Filmmaker George C. Wolfe manages to bring August Wilson’s divine work to the screen in occasional vivid fashion, if still unable to shake its stagy roots. Running at a brisk 94 minutes, Wolfe keeps sharp tabs on the pressure-cooker tension that gradually builds throughout the film. There’s an energy to the way Wolfe places the camera that keeps the film from feeling stagnant. Wolfe also gets finely tuned performances from his cast that are big and explosive, but still have enough nuance for the intimacy found on film versus the stage. However, the director strains when it comes to fully transcending the barrier between stage play and cinema. The cinematography and production design do more than a serviceable job at replicating the vibrancy of the roaring 20’s.
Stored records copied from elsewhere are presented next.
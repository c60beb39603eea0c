use chrono::{NaiveDate, NaiveDateTime};
use tether_std::errors::RemoteError;

use crate::datetime::{date_to_int8, datetime_to_int14, int14_to_datetime, int8_to_date};

pub const EXT_DATAFRAME: i8 = 1;
pub const EXT_NDARRAY: i8 = 3;
pub const EXT_DATE: i8 = 5;
pub const EXT_DATETIME: i8 = 6;

/// The dynamic payload universe. Temporal values are first-class and travel
/// as the reserved extension types; extension codes this crate does not
/// understand pass through untouched for caller inspection.
#[derive(Debug, Clone, PartialEq)]
pub enum Value {
    Nil,
    Bool(bool),
    Int(i64),
    Uint(u64),
    F64(f64),
    Str(String),
    Bin(Vec<u8>),
    Array(Vec<Value>),
    Map(Vec<(Value, Value)>),
    Date(NaiveDate),
    DateTime(NaiveDateTime),
    Ext(i8, Vec<u8>),
}

impl Value {
    pub fn is_nil(&self) -> bool {
        matches!(self, Value::Nil)
    }

    pub fn as_str(&self) -> Option<&str> {
        match self {
            Value::Str(s) => Some(s),
            _ => None,
        }
    }

    pub fn as_i64(&self) -> Option<i64> {
        match self {
            Value::Int(i) => Some(*i),
            Value::Uint(u) => i64::try_from(*u).ok(),
            _ => None,
        }
    }

    pub fn as_bool(&self) -> Option<bool> {
        match self {
            Value::Bool(b) => Some(*b),
            _ => None,
        }
    }

    pub(crate) fn to_rmpv(&self) -> rmpv::Value {
        match self {
            Value::Nil => rmpv::Value::Nil,
            Value::Bool(b) => rmpv::Value::Boolean(*b),
            Value::Int(i) => rmpv::Value::from(*i),
            Value::Uint(u) => rmpv::Value::from(*u),
            Value::F64(f) => rmpv::Value::F64(*f),
            Value::Str(s) => rmpv::Value::String(s.clone().into()),
            Value::Bin(b) => rmpv::Value::Binary(b.clone()),
            Value::Array(items) => {
                rmpv::Value::Array(items.iter().map(Value::to_rmpv).collect())
            }
            Value::Map(pairs) => rmpv::Value::Map(
                pairs
                    .iter()
                    .map(|(k, v)| (k.to_rmpv(), v.to_rmpv()))
                    .collect(),
            ),
            Value::Date(date) => {
                let body = date_to_int8(*date).to_be_bytes().to_vec();
                rmpv::Value::Ext(EXT_DATE, body)
            }
            Value::DateTime(datetime) => {
                let packed = datetime_to_int14(*datetime).to_be_bytes();
                rmpv::Value::Ext(EXT_DATETIME, packed[2..].to_vec())
            }
            Value::Ext(code, body) => rmpv::Value::Ext(*code, body.clone()),
        }
    }

    pub(crate) fn from_rmpv(value: rmpv::Value) -> Result<Value, RemoteError> {
        match value {
            rmpv::Value::Nil => Ok(Value::Nil),
            rmpv::Value::Boolean(b) => Ok(Value::Bool(b)),
            rmpv::Value::Integer(i) => i
                .as_i64()
                .map(Value::Int)
                .or_else(|| i.as_u64().map(Value::Uint))
                .ok_or_else(|| RemoteError::PackUnpack(format!("unrepresentable integer: {i}"))),
            rmpv::Value::F32(f) => Ok(Value::F64(f as f64)),
            rmpv::Value::F64(f) => Ok(Value::F64(f)),
            rmpv::Value::String(s) => match s.into_str() {
                Some(s) => Ok(Value::Str(s)),
                None => Err(RemoteError::PackUnpack("invalid utf-8 string".into())),
            },
            rmpv::Value::Binary(b) => Ok(Value::Bin(b)),
            rmpv::Value::Array(items) => items
                .into_iter()
                .map(Value::from_rmpv)
                .collect::<Result<Vec<_>, _>>()
                .map(Value::Array),
            rmpv::Value::Map(pairs) => pairs
                .into_iter()
                .map(|(k, v)| Ok((Value::from_rmpv(k)?, Value::from_rmpv(v)?)))
                .collect::<Result<Vec<_>, RemoteError>>()
                .map(Value::Map),
            rmpv::Value::Ext(code, body) => ext_hook(code, body),
        }
    }
}

fn ext_hook(code: i8, body: Vec<u8>) -> Result<Value, RemoteError> {
    match code {
        EXT_DATE => {
            let raw: [u8; 4] = body
                .as_slice()
                .try_into()
                .map_err(|_| RemoteError::PackUnpack(format!("date body of {} bytes", body.len())))?;
            int8_to_date(i32::from_be_bytes(raw))
                .map(Value::Date)
                .ok_or_else(|| RemoteError::PackUnpack("invalid date value".into()))
        }
        EXT_DATETIME => {
            if body.len() != 6 {
                return Err(RemoteError::PackUnpack(format!(
                    "datetime body of {} bytes",
                    body.len()
                )));
            }
            let fill = if body[0] & 0x80 != 0 { 0xff } else { 0 };
            let mut raw = [fill; 8];
            raw[2..].copy_from_slice(&body);
            int14_to_datetime(i64::from_be_bytes(raw))
                .map(Value::DateTime)
                .ok_or_else(|| RemoteError::PackUnpack("invalid datetime value".into()))
        }
        _ => Ok(Value::Ext(code, body)),
    }
}

impl From<&str> for Value {
    fn from(value: &str) -> Self {
        Value::Str(value.to_string())
    }
}

impl From<String> for Value {
    fn from(value: String) -> Self {
        Value::Str(value)
    }
}

impl From<i64> for Value {
    fn from(value: i64) -> Self {
        Value::Int(value)
    }
}

impl From<bool> for Value {
    fn from(value: bool) -> Self {
        Value::Bool(value)
    }
}

impl From<f64> for Value {
    fn from(value: f64) -> Self {
        Value::F64(value)
    }
}

impl From<Vec<Value>> for Value {
    fn from(value: Vec<Value>) -> Self {
        Value::Array(value)
    }
}

impl From<NaiveDate> for Value {
    fn from(value: NaiveDate) -> Self {
        Value::Date(value)
    }
}

impl From<NaiveDateTime> for Value {
    fn from(value: NaiveDateTime) -> Self {
        Value::DateTime(value)
    }
}

#[cfg(test)]
mod tests {
    use super::*;

    fn round_trip(value: &Value) -> Value {
        Value::from_rmpv(value.to_rmpv()).unwrap()
    }

    #[test]
    fn test_scalar_round_trips() {
        let values = [
            Value::Nil,
            Value::Bool(true),
            Value::Bool(false),
            Value::Int(-42),
            Value::Int(i64::MAX),
            Value::Uint(u64::MAX),
            Value::F64(3.5),
            Value::Str("hello".into()),
            Value::Bin(vec![0, 1, 2, 255]),
        ];

        for value in values {
            assert_eq!(round_trip(&value), value);
        }
    }

    #[test]
    fn test_positive_int_stays_int() {
        assert_eq!(round_trip(&Value::Int(7)), Value::Int(7));
        assert_eq!(round_trip(&Value::Uint(7)), Value::Int(7));
    }

    #[test]
    fn test_nested_round_trip() {
        let value = Value::Map(vec![
            (Value::Str("rows".into()), Value::Array(vec![Value::Int(1), Value::Nil])),
            (Value::Str("ok".into()), Value::Bool(true)),
        ]);
        assert_eq!(round_trip(&value), value);
    }

    #[test]
    fn test_date_ext_round_trip() {
        let date = NaiveDate::from_ymd_opt(2024, 2, 29).unwrap();
        let encoded = Value::Date(date).to_rmpv();
        assert_eq!(
            encoded,
            rmpv::Value::Ext(EXT_DATE, 20240229i32.to_be_bytes().to_vec())
        );
        assert_eq!(Value::from_rmpv(encoded).unwrap(), Value::Date(date));
    }

    #[test]
    fn test_datetime_ext_round_trip() {
        let datetime = NaiveDate::from_ymd_opt(2024, 6, 1)
            .unwrap()
            .and_hms_opt(12, 30, 59)
            .unwrap();
        let encoded = Value::DateTime(datetime).to_rmpv();
        match &encoded {
            rmpv::Value::Ext(code, body) => {
                assert_eq!(*code, EXT_DATETIME);
                assert_eq!(body.len(), 6);
            }
            other => panic!("unexpected encoding: {other:?}"),
        }
        assert_eq!(Value::from_rmpv(encoded).unwrap(), Value::DateTime(datetime));
    }

    #[test]
    fn test_datetime_truncates_to_seconds() {
        let datetime = NaiveDate::from_ymd_opt(2024, 6, 1)
            .unwrap()
            .and_hms_milli_opt(8, 15, 3, 250)
            .unwrap();
        let truncated = NaiveDate::from_ymd_opt(2024, 6, 1)
            .unwrap()
            .and_hms_opt(8, 15, 3)
            .unwrap();
        assert_eq!(round_trip(&Value::DateTime(datetime)), Value::DateTime(truncated));
    }

    #[test]
    fn test_unknown_ext_passes_through() {
        let value = Value::Ext(42, vec![1, 2, 3]);
        assert_eq!(round_trip(&value), value);
    }

    #[test]
    fn test_tabular_ext_codes_pass_through() {
        let frame = Value::Ext(EXT_DATAFRAME, b"#type:dataframe\n".to_vec());
        assert_eq!(round_trip(&frame), frame);
        let array = Value::Ext(EXT_NDARRAY, b"#type:ndarray\n".to_vec());
        assert_eq!(round_trip(&array), array);
    }

    #[test]
    fn test_malformed_temporal_ext_fails() {
        let err = Value::from_rmpv(rmpv::Value::Ext(EXT_DATE, vec![1, 2])).unwrap_err();
        assert!(matches!(err, RemoteError::PackUnpack(_)));

        // 20211301 is not a calendar date
        let err = Value::from_rmpv(rmpv::Value::Ext(
            EXT_DATE,
            20211301i32.to_be_bytes().to_vec(),
        ))
        .unwrap_err();
        assert_eq!(err.code(), 510);
    }
}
The screenplay, adapted by Ruben Santiago-Hudson, captures the Black experience of the 1920’s with fulfilling amounts of heart and sorrow, but long stretches of the film do feel inherently limited in scope. A pivotal moment in the final act comes off slightly contrived onscreen, whereas it surely works better on stage. Thankfully, the films devastating final coda is executed to precision.
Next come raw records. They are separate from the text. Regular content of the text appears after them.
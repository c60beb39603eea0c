use std::collections::{HashMap, VecDeque};
use std::sync::atomic::{AtomicBool, AtomicU64, Ordering};
use std::sync::{Arc, Mutex};

use futures::StreamExt;
use socket2::SockRef;
use tokio::io::AsyncWriteExt;
use tokio::net::tcp::{OwnedReadHalf, OwnedWriteHalf};
use tokio::net::TcpStream;
use tokio::sync::oneshot;
use tokio_util::codec::FramedRead;
use tracing::debug;

use tether_protocol::{ResponseCodec, Value};
use tether_std::errors::{Result, TetherError};

use crate::blocking::CONNECT_TIMEOUT;
use crate::config::ClientConfig;
use crate::request::Request;

/// Connections with more than this many outstanding requests push the pool
/// into growing instead of pipelining further. Independent of the server's
/// concurrency limit.
const MAX_OUTSTANDING: usize = 8;

type Waiters = Arc<Mutex<HashMap<u16, oneshot::Sender<Result<Value>>>>>;

static NEXT_CONNECTION_ID: AtomicU64 = AtomicU64::new(0);

/// One multiplexed connection: a locked write half plus a reader task that
/// resolves waiters by sequence number.
struct Connection {
    id: u64,
    writer: tokio::sync::Mutex<OwnedWriteHalf>,
    waiters: Waiters,
    closed: Arc<AtomicBool>,
}

impl Connection {
    async fn open(config: &ClientConfig) -> Result<Arc<Self>> {
        let connect = TcpStream::connect((config.host.clone(), config.port));
        let stream = tokio::time::timeout(CONNECT_TIMEOUT, connect)
            .await
            .map_err(|_| TetherError::Timeout)??;
        stream.set_nodelay(true)?;
        SockRef::from(&stream).set_keepalive(true)?;

        let (read_half, write_half) = stream.into_split();
        let waiters: Waiters = Arc::default();
        let closed = Arc::new(AtomicBool::new(false));
        let conn = Arc::new(Self {
            id: NEXT_CONNECTION_ID.fetch_add(1, Ordering::Relaxed),
            writer: tokio::sync::Mutex::new(write_half),
            waiters: waiters.clone(),
            closed: closed.clone(),
        });

        tokio::spawn(read_loop(
            conn.id,
            FramedRead::new(read_half, ResponseCodec::default()),
            waiters,
            closed,
        ));
        Ok(conn)
    }

    fn is_closed(&self) -> bool {
        self.closed.load(Ordering::Acquire)
    }

    /// Register the waiter, then write. Registration comes first so a
    /// response racing the write cannot be discarded as unmatched.
    async fn send(&self, request: &Request) -> Result<oneshot::Receiver<Result<Value>>> {
        if self.is_closed() {
            return Err(TetherError::ConnectionLost);
        }
        let payload = request.pack()?;
        let seq = request.sequence_number();

        let (tx, rx) = oneshot::channel();
        {
            let mut waiters = self.waiters.lock().unwrap();
            if waiters.contains_key(&seq) {
                return Err(TetherError::DuplicateSequence(seq));
            }
            waiters.insert(seq, tx);
        }

        let written = {
            let mut writer = self.writer.lock().await;
            writer.write_all(&payload).await
        };
        if let Err(err) = written {
            self.waiters.lock().unwrap().remove(&seq);
            return Err(err.into());
        }
        Ok(rx)
    }

    fn forget(&self, seq: u16) {
        self.waiters.lock().unwrap().remove(&seq);
    }
}

async fn read_loop(
    id: u64,
    mut framed: FramedRead<OwnedReadHalf, ResponseCodec>,
    waiters: Waiters,
    closed: Arc<AtomicBool>,
) {
    while let Some(item) = framed.next().await {
        match item {
            Ok(response) => {
                let waiter = waiters.lock().unwrap().remove(&response.sequence_number);
                match waiter {
                    Some(tx) => {
                        let _ = tx.send(response.result.map_err(TetherError::from));
                    }
                    // late or duplicate response, nothing to complete
                    None => debug!(
                        conn = id,
                        seq = response.sequence_number,
                        "discarding response without a waiter"
                    ),
                }
            }
            Err(err) => {
                debug!(conn = id, error = %err, "response stream failed");
                break;
            }
        }
    }

    closed.store(true, Ordering::Release);
    let drained: Vec<_> = {
        let mut waiters = waiters.lock().unwrap();
        waiters.drain().collect()
    };
    debug!(conn = id, waiters = drained.len(), "connection lost");
    for (_, tx) in drained {
        let _ = tx.send(Err(TetherError::ConnectionLost));
    }
}

#[derive(Default)]
struct PoolInner {
    conns: VecDeque<Arc<Connection>>,
    outstanding: HashMap<u64, usize>,
}

/// Busy means dispatch should open a fresh connection instead of reusing
/// one: nothing pooled yet, or (below capacity) some connection is already
/// pipelining deeper than [`MAX_OUTSTANDING`].
fn pool_is_busy(
    conn_count: usize,
    pool_size: usize,
    outstanding: &HashMap<u64, usize>,
) -> bool {
    if conn_count == 0 {
        return true;
    }
    if conn_count == pool_size {
        return false;
    }
    outstanding.values().any(|count| *count > MAX_OUTSTANDING)
}

/// Deque of multiplexed connections with per-connection outstanding counts.
pub struct AsyncPool {
    config: ClientConfig,
    inner: tokio::sync::Mutex<PoolInner>,
}

impl AsyncPool {
    pub fn new(config: ClientConfig) -> Self {
        Self {
            config,
            inner: tokio::sync::Mutex::new(PoolInner::default()),
        }
    }

    pub async fn dispatch_request(&self, request: &Request) -> Result<Value> {
        let conn = self.acquire().await?;

        let outcome = match conn.send(request).await {
            Ok(receiver) => self.wait(&conn, request, receiver).await,
            Err(err) => Err(err),
        };

        self.release(&conn).await;
        outcome
    }

    async fn acquire(&self) -> Result<Arc<Connection>> {
        let mut inner = self.inner.lock().await;
        let conn = if pool_is_busy(
            inner.conns.len(),
            self.config.pool_size as usize,
            &inner.outstanding,
        ) {
            Connection::open(&self.config).await?
        } else {
            match inner.conns.pop_front() {
                Some(conn) if !conn.is_closed() => conn,
                stale => {
                    if let Some(conn) = stale {
                        inner.outstanding.remove(&conn.id);
                    }
                    Connection::open(&self.config).await?
                }
            }
        };

        inner.conns.push_back(conn.clone());
        *inner.outstanding.entry(conn.id).or_insert(0) += 1;
        Ok(conn)
    }

    async fn wait(
        &self,
        conn: &Connection,
        request: &Request,
        receiver: oneshot::Receiver<Result<Value>>,
    ) -> Result<Value> {
        let received = match self.config.io_timeout() {
            Some(limit) => match tokio::time::timeout(limit, receiver).await {
                Ok(received) => received,
                Err(_) => {
                    conn.forget(request.sequence_number());
                    return Err(TetherError::Timeout);
                }
            },
            None => receiver.await,
        };

        // a dropped sender means the reader task tore the connection down
        received.unwrap_or(Err(TetherError::ConnectionLost))
    }

    async fn release(&self, conn: &Arc<Connection>) {
        let mut inner = self.inner.lock().await;
        if let Some(count) = inner.outstanding.get_mut(&conn.id) {
            *count = count.saturating_sub(1);
        }
        if conn.is_closed() {
            inner.conns.retain(|c| c.id != conn.id);
            inner.outstanding.remove(&conn.id);
        }
    }
}

#[cfg(test)]
mod tests {
    use super::*;
    use tokio::io::AsyncReadExt;
    use tokio::net::TcpListener;

    use tether_protocol::{decode_header, pack_message, EventType, HEADER_SIZE, MAX_SEQUENCE_ID};

    fn config_for(port: u16) -> ClientConfig {
        ClientConfig {
            host: "127.0.0.1".to_string(),
            port,
            timeout: 5,
            ..ClientConfig::default()
        }
    }

    #[tokio::test]
    async fn test_duplicate_live_sequence_fails_synchronously() {
        let listener = TcpListener::bind("127.0.0.1:0").await.unwrap();
        let port = listener.local_addr().unwrap().port();
        // accept but never answer, keeping the first waiter live
        let server = tokio::spawn(async move {
            let (_stream, _) = listener.accept().await.unwrap();
            std::future::pending::<()>().await;
        });

        let conn = Connection::open(&config_for(port)).await.unwrap();
        let first = Request::new("ping", vec![]);
        let _rx = conn.send(&first).await.unwrap();

        // cycle the thread-local allocator all the way around so the next
        // request reuses the live sequence id
        for _ in 0..MAX_SEQUENCE_ID as u32 - 1 {
            let _ = crate::request::next_sequence_id();
        }
        let clash = Request::new("ping", vec![]);
        assert_eq!(clash.sequence_number(), first.sequence_number());

        let err = conn.send(&clash).await.unwrap_err();
        match err {
            TetherError::DuplicateSequence(seq) => {
                assert_eq!(seq, first.sequence_number());
            }
            other => panic!("unexpected error: {other:?}"),
        }

        server.abort();
    }

    #[tokio::test]
    async fn test_unmatched_response_is_discarded() {
        let listener = TcpListener::bind("127.0.0.1:0").await.unwrap();
        let port = listener.local_addr().unwrap().port();

        let server = tokio::spawn(async move {
            let (mut stream, _) = listener.accept().await.unwrap();

            // unsolicited response first; no waiter can match it
            let stray = pack_message(60999, EventType::Response, Ok(&Value::Nil)).unwrap();
            stream.write_all(&stray).await.unwrap();

            // then answer the real request by echoing its sequence number
            let mut raw = [0u8; HEADER_SIZE];
            stream.read_exact(&mut raw).await.unwrap();
            let header = decode_header(&raw).unwrap();
            let mut body = vec![0u8; header.payload_size as usize];
            stream.read_exact(&mut body).await.unwrap();

            let reply = pack_message(
                header.sequence_number,
                EventType::Response,
                Ok(&Value::Str("pong".into())),
            )
            .unwrap();
            stream.write_all(&reply).await.unwrap();
        });

        let conn = Connection::open(&config_for(port)).await.unwrap();
        let request = Request::new("ping", vec![]);
        let receiver = conn.send(&request).await.unwrap();
        let reply = receiver.await.unwrap().unwrap();
        assert_eq!(reply, Value::Str("pong".into()));

        server.await.unwrap();
    }

    #[test]
    fn test_pool_is_busy_with_no_connections() {
        assert!(pool_is_busy(0, 12, &HashMap::new()));
    }

    #[test]
    fn test_pool_is_not_busy_when_full() {
        let outstanding = HashMap::from([(0, 100), (1, 100)]);
        assert!(!pool_is_busy(2, 2, &outstanding));
    }

    #[test]
    fn test_pool_grows_past_deep_pipelines() {
        let shallow = HashMap::from([(0, MAX_OUTSTANDING)]);
        assert!(!pool_is_busy(1, 12, &shallow));

        let deep = HashMap::from([(0, MAX_OUTSTANDING + 1)]);
        assert!(pool_is_busy(1, 12, &deep));
    }
}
So much of the power in Ma Rainey’s Black Bottom comes from its extraordinary cast. Viola Davis embodies Ma Rainey with such soul and a deep ferocity. It’s a testament to an actor like Davis who can be so recognizable, yet fade completely into her character. This is a showy role, but one that is endlessly layered. The Supporting cast, made up of Colman Domingo, Glynn Turman, Michael Potts, Taylour Paige and Jeremy Shamos, round out the film with lived-in, authentic performances.
Much of the focus, however, is on the late Chadwick Boseman in his final screen performance. In the cruelest twist of reality, Boseman’s final role happens to be the performance of a lifetime. With his tragic passing unavoidably holding a melancholic poignancy over the film, Boseman’s potent turn as Levee, the ambitious and brash trumpet player in Ma’s band, will unquestionably go down, next to his turn as King T’Challa in Black Panther, as his defining performance.
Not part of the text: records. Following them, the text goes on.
use tracing::debug;

use tether_protocol::{Declare, Value};
use tether_std::errors::Result;

use crate::blocking::BlockingPool;
use crate::config::ClientConfig;
use crate::pool::AsyncPool;
use crate::request::Request;

/// Multiplexing client over the asynchronous pool.
pub struct Client {
    config: ClientConfig,
    pool: AsyncPool,
}

impl Client {
    pub fn new(config: ClientConfig) -> Self {
        Self {
            pool: AsyncPool::new(config.clone()),
            config,
        }
    }

    /// Invoke a registered method with already-bound positional arguments.
    pub async fn dispatch(&self, method: &str, args: Vec<Value>) -> Result<Value> {
        let request = Request::new(method, args);
        let mut remaining = self.config.max_retry;
        if remaining == 0 {
            return self.pool.dispatch_request(&request).await;
        }

        loop {
            match self.pool.dispatch_request(&request).await {
                Err(err) if err.is_transport() => {
                    remaining -= 1;
                    debug!(error = %err, remaining, "transport failure");
                    if remaining == 0 {
                        return Err(err);
                    }
                }
                outcome => return outcome,
            }
        }
    }

    /// Invoke through a declare, binding and coercing arguments locally
    /// before anything touches the wire.
    pub async fn call(&self, declare: &Declare, args: Vec<Value>) -> Result<Value> {
        let bound = declare.bind(args)?;
        self.dispatch(declare.name(), bound).await
    }
}

/// Serialized request/response client over the blocking pool.
pub struct BlockingClient {
    config: ClientConfig,
    pool: BlockingPool,
}

impl BlockingClient {
    /// Connects eagerly, like the pool underneath.
    pub fn connect(config: ClientConfig) -> Result<Self> {
        Ok(Self {
            pool: BlockingPool::new(config.clone())?,
            config,
        })
    }

    pub fn dispatch(&self, method: &str, args: Vec<Value>) -> Result<Value> {
        let request = Request::new(method, args);
        let mut remaining = self.config.max_retry;
        if remaining == 0 {
            return self.pool.dispatch_request(&request);
        }

        loop {
            match self.pool.dispatch_request(&request) {
                Err(err) if err.is_transport() => {
                    remaining -= 1;
                    debug!(error = %err, remaining, "transport failure");
                    if remaining == 0 {
                        return Err(err);
                    }
                }
                outcome => return outcome,
            }
        }
    }

    pub fn call(&self, declare: &Declare, args: Vec<Value>) -> Result<Value> {
        let bound = declare.bind(args)?;
        self.dispatch(declare.name(), bound)
    }
}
More than any other film in his career, Boseman gets to showcase the incredible range within his ability as an actor. As the scarred and scheming musician, the late actor literally gives his all during some haunting monologues that contain a raw vulnerability not often found in leading men. His ability to command every single frame he’s in is just an extraordinary sight. It’s hard to imagine a more beautiful final role to remember him by.
Ma Rainey’s Black Bottom is a powerful piece of work. It may not materialize into the most cinematic of experiences, but director George C. Wolfe does a solid enough job lending the incomparable work of August Wilson to the screen. It’s an unforgettable swan song for the unforgettable talent that was Chadwick Boseman.